Saturday, December 15, 2007

Where are our priorities? By Geniusofdespair

I have to wonder when I see what readers respond to in our comments section. I guess the Herald does the same thing: tries to predict the interests of its readers.

Look at what the Miami Herald thinks you want to read about: a murdering wife. They do all kinds of focus groups. This is what you have told them readers: this is what you are interested in. (Hit on image to enlarge and look at the very small story in the right column).

You would rather read about a murderer in Tennessee then about shocking news that actually is going to effect your relatives in the future. Thousands of walruses stampede to their death - this is shocking not the murders. Global Warming is something that you might possibly be able to change in your own backyard if you cared. Do you care about the future of the planet? Tell the Miami Herald that you want to read quality news stories.

I was told the Christmas bird count in the Everglades is down and scientists agree endagered bird species are facing extinction, South Dade drinking water is in short supply but the two guys in Tennessee: Dead. No chance of going back to fix that one.

5 comments:

Geniusofdespair said...

Loss of sea ice leads to walrus stampede
Sat, December 15, 2007
By DAN JOLING, AP

ANCHORAGE, ALASKA -- In what some scientists see as another alarming consequence of global warming, thousands of Pacific walruses above the Arctic Circle were killed in stampedes earlier this year after the disappearance of sea ice caused them to crowd onto the shoreline in extraordinary numbers.

The deaths took place during the late summer and fall on the Russian side of the Bering Strait, which separates Alaska from Russia.

"It was a pretty sobering year -- tough on walruses," said Joel Garlach-Miller, a walrus expert for the U.S. Fish and Wildlife Service.

Unlike seals, walruses cannot swim indefinitely. The giant, tusked mammals typically clamber onto the sea ice to rest, or haul themselves onto land for just a few weeks at a time.

But ice disappeared in the Chukchi Sea this year because of warm summer weather, ocean currents and persistent eastern winds, Garlach-Miller said.

As a result, walruses came ashore earlier and stayed longer, congregating in extremely high numbers, with herds as big as 40,000 at Point Shmidt, a spot that had not been used by walruses as a "haulout" for a century, scientists said.

Walruses are vulnerable to stampedes when they gather in such large numbers. The appearance of a polar bear, a hunter or a low-flying airplane can send them rushing to the water.

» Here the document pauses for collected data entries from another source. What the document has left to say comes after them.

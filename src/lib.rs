pub mod ai;
pub mod cache;
pub mod db;
pub mod session;
pub mod settings;
pub mod storage;
pub mod timer;
pub mod utils;

use std::{
    fs,
    path::{Path, PathBuf},
    sync::Arc,
    time::Duration,
};

use anyhow::{Context, Result};

use ai::{AiService, GeminiClient, QuotaGate};
use cache::{AchievementStore, FriendStore, OnboardingStore, TaskStore};
use db::{Database, DEFAULT_RECENT_SESSIONS};
use session::{
    Identity, IdentityProvider, LocalIdentityProvider, SessionController, SessionDeps,
    SessionOptions, AUTH_FALLBACK_TIMEOUT,
};
use settings::SettingsStore;
use storage::{device_user_id, FileStorage, KeyValueStorage};
use timer::FocusTimer;
use utils::{init_logging, Clock, SystemClock};

const ENABLE_LOGS: bool = true;
const LOG_TAG: &str = "app";

const DATABASE_FILE: &str = "odaki.sqlite3";
const SETTINGS_FILE: &str = "settings.json";
const STORAGE_DIR: &str = "storage";

/// Every service of the app, constructed once and shared by reference.
pub struct AppState {
    pub data_dir: PathBuf,
    pub settings: Arc<SettingsStore>,
    pub storage: Arc<dyn KeyValueStorage>,
    pub db: Database,
    pub tasks: Arc<TaskStore>,
    pub achievements: Arc<AchievementStore>,
    pub friends: Arc<FriendStore>,
    pub onboarding: Arc<OnboardingStore>,
    pub quota: Arc<QuotaGate>,
    pub ai: Arc<AiService<GeminiClient>>,
    pub timer: FocusTimer,
    pub session: Arc<SessionController>,
}

impl AppState {
    pub async fn bootstrap(
        data_dir: &Path,
        settings: SettingsStore,
        identity: Arc<dyn IdentityProvider>,
        clock: Arc<dyn Clock>,
    ) -> Result<Self> {
        fs::create_dir_all(data_dir)
            .with_context(|| format!("failed to create data directory {}", data_dir.display()))?;

        let settings = Arc::new(settings);
        let storage: Arc<dyn KeyValueStorage> =
            Arc::new(FileStorage::new(data_dir.join(STORAGE_DIR))?);
        let db = Database::new(data_dir.join(DATABASE_FILE), Arc::clone(&clock))?;

        let tasks = Arc::new(TaskStore::new(Arc::clone(&storage), Arc::clone(&clock)));
        let achievements = Arc::new(AchievementStore::new(Arc::clone(&storage)));
        let friends = Arc::new(FriendStore::new(Arc::clone(&storage)));
        let onboarding = Arc::new(OnboardingStore::new(Arc::clone(&storage)));

        let quota = Arc::new(QuotaGate::new(Arc::clone(&clock)));
        let ai = Arc::new(AiService::from_settings(
            &settings.ai(),
            db.clone(),
            Arc::clone(&quota),
        )?);
        let timer = FocusTimer::new(db.clone());

        let session = SessionController::start(
            SessionDeps {
                db: db.clone(),
                identity,
                onboarding: Arc::clone(&onboarding),
                tasks: Arc::clone(&tasks),
            },
            SessionOptions {
                dev_reset: settings.dev().always_require_login,
                ..SessionOptions::default()
            },
        )
        .await;

        log_info!("services ready in {}", data_dir.display());
        Ok(Self {
            data_dir: data_dir.to_path_buf(),
            settings,
            storage,
            db,
            tasks,
            achievements,
            friends,
            onboarding,
            quota,
            ai,
            timer,
            session,
        })
    }

    pub async fn shutdown(&self) {
        self.session.shutdown().await;
        log_info!("shut down");
    }
}

pub fn run() {
    init_logging();
    log_info!("Odaki starting up...");

    let runtime = match tokio::runtime::Builder::new_multi_thread().enable_all().build() {
        Ok(runtime) => runtime,
        Err(err) => {
            log_error!("failed to start async runtime: {err}");
            return;
        }
    };

    if let Err(err) = runtime.block_on(run_app()) {
        log_error!("error while running odaki: {err:#}");
    }
}

async fn run_app() -> Result<()> {
    let data_dir = settings::data_dir();
    fs::create_dir_all(&data_dir)
        .with_context(|| format!("failed to create data directory {}", data_dir.display()))?;
    let settings = SettingsStore::new(data_dir.join(SETTINGS_FILE))?;

    let identity = Arc::new(LocalIdentityProvider::new());
    let clock: Arc<dyn Clock> = Arc::new(SystemClock);
    let state = AppState::bootstrap(&data_dir, settings, identity.clone(), clock).await?;

    let device_id = device_user_id(state.storage.as_ref())?;
    identity.sign_in(Identity::anonymous(device_id));

    let mut views = state.session.watch();
    let settled = tokio::time::timeout(AUTH_FALLBACK_TIMEOUT + Duration::from_secs(1), async {
        views
            .wait_for(|view| !view.loading && view.user.is_some())
            .await
            .map(|view| view.clone())
    })
    .await;

    match settled {
        Ok(Ok(view)) => {
            log_info!("session {:?} for {:?}", view.phase, view.user_id);
            if let Some(user_id) = view.user_id.as_deref() {
                let is_premium = view.user.as_ref().is_some_and(|user| user.is_premium);
                let stats = state.db.get_user_stats(user_id).await;
                let recent = state.db.list_recent_sessions(user_id, DEFAULT_RECENT_SESSIONS).await;
                let quota = state.ai.daily_quota(user_id, is_premium).await;
                log_info!(
                    "{} focus minutes, streak {}, {} recent sessions, {} AI requests today",
                    stats.total_focus_minutes,
                    stats.streak,
                    recent.len(),
                    quota.used
                );
            }
        }
        Ok(Err(_)) => log_warn!("session closed before it settled"),
        Err(_) => log_warn!("session did not settle; current view {:?}", state.session.view().phase),
    }

    log_info!("{} local tasks", state.tasks.get_all().await.len());
    state.shutdown().await;
    Ok(())
}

Sure enough, scientists received reports of hundreds of walruses dead of internal injuries suffered in stampedes. Many of the youngest and weakest animals, mostly calves born in the spring, were crushed.

Biologist Anatoly Kochnev of Russia's Pacific Institute of Fisheries and Oceanography estimated 3,000 to 4,000 walruses out of population of perhaps 200,000 died -- or two or three times the usual number on shoreline haulouts.

He said the animals only started appearing on shore for extended periods in the late 1990s, after the sea ice receded.

"The reason is the global warming," Kochnev said.

The reports match predictions of what might happen to walruses if the ice receded, said wildlife biologist Tony Fischbach of the U.S. Geological Survey.

"We were surprised this was happening so soon, and we were surprised at the magnitude of the report," he said.

Scientists said the death of so many walruses is alarming in itself. But if the trend continues, and walruses no longer have summer sea ice from which to dive for clams and snails, they could strip coastal areas of food, and that could reduce their numbers even further.

No large-scale walrus die-offs were seen in Alaska during the same period, apparently because the animals congregated in smaller groups on the American side of the Bering Strait, with the biggest known herd at about 2,500.

Anonymous said...

What people comment about isn't always an indication of what they're most interested in.

But you're facing a losing battle if you think that stories about the environment--albeit their importance--are ever going to get the same press as a gory murder. Hasn't the newspaper business always been this way?

Geniusofdespair said...

Not in the New York Times.

Anonymous said...

I did not even see that itsy bitsy teeny weeny article. I glanced at the large article and because it was of no interest to me I just went on turning pages. I realize the Bush administration would like to see the info on global warming completely invisable but I would have thought that the main newspare in town would realize that there are more than a few of us who the insanity of George W. Perhaps it is time to drop my subscription to the Herald. Normally I would hate to loose the comics but the way they have been messing with even the comics in an effort to make them available to the great unwashed masses, they are getting more stupid all the time. Even George W could read them now.

Anonymous said...

The walrus story is interesting and the artic appears to be going through a warming period of late. But temperature fluctuations and extinctions have been a constant in this planet's 4 1/2 billion year history. And there has been no measurable change in temperature in Miami over the last 20 years. Please don't worry. We will all be fine.